ただし、引受基準緩和型医療保険は通常の医療保険と比較すると、保険料が高いといったデメリットも存在します。
美容クリニックでは、レーザー治療などでタトゥーを消してしまえる場合があります。
広範囲のタトゥーや、デザイン・タトゥーを入れている部位によって難しいこともありますが、クリニックによっては無料相談を行っているところもあるので、専門医に相談してみてもいいでしょう。
ただし、治療を受けてから5年間は、その事実を告知する義務があります。
保険加入時にはタトゥーを入れていなくても、その後にタトゥーを入れたくなることも考えられます。

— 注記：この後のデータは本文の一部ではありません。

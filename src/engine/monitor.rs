// Liveness monitoring for external processes

use std::io;
use std::process::{Child, ExitStatus};
use std::sync::Arc;
use std::sync::atomic::{AtomicBool, Ordering};
use std::thread;
use std::time::{Duration, Instant};

/// Shared run-wide cancellation flag.
///
/// Set by the coordinator on the first failure and by the signal handler;
/// every monitor checks it between polls.
#[derive(Debug, Clone, Default)]
pub struct CancelToken(Arc<AtomicBool>);

impl CancelToken {
    pub fn new() -> Self {
        Self::default()
    }

    pub fn cancel(&self) {
        self.0.store(true, Ordering::SeqCst);
    }

    pub fn is_cancelled(&self) -> bool {
        self.0.load(Ordering::SeqCst)
    }
}

/// How a monitored process ended
#[derive(Debug)]
pub enum Exit {
    Exited(ExitStatus),
    TimedOut(Duration),
    Cancelled,
}

/// Poll `child` until it exits, its timeout elapses or the run is cancelled.
/// On timeout or cancellation the child is killed and reaped.
pub fn supervise(
    child: &mut Child,
    timeout: Option<Duration>,
    poll_interval: Duration,
    cancel: &CancelToken,
) -> io::Result<Exit> {
    let started = Instant::now();
    loop {
        if let Some(status) = child.try_wait()? {
            return Ok(Exit::Exited(status));
        }

        if cancel.is_cancelled() {
            terminate(child);
            return Ok(Exit::Cancelled);
        }

        if let Some(limit) = timeout {
            if started.elapsed() >= limit {
                terminate(child);
                return Ok(Exit::TimedOut(limit));
            }
        }

        thread::sleep(poll_interval);
    }
}

fn terminate(child: &mut Child) {
    let pid = child.id();
    if let Err(e) = child.kill() {
        // Already gone between the poll and the kill
        tracing::debug!(pid, "kill failed: {}", e);
    }
    let _ = child.wait();
}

その場合、加入している医療保険の担当者に相談したり、報告したりすることが大切です。
なぜなら、契約中にタトゥーを入れ、それを担当者に黙っていて、その後にタトゥーがあると発覚した時、担当者から「本当は、加入前からタトゥーを入れていたんじゃないか?」と誤解されてしまうことがあるからです。
最悪の場合、告知義務違反として契約を打ち切られてしまう恐れもあるので、気をつけましょう。
タトゥーにはリスクがあることを理解しよう!
ファッションとしてタトゥーを楽しむ権利は、大人であれば誰にでもありますが、医療保険の加入を考える際には、タトゥーによってリスクが高まることも覚えておかなければいけません。
タトゥーを入れる際は、自分の将来やライフスタイルについてじっくり考えて、後悔しない選択をするようにしてください。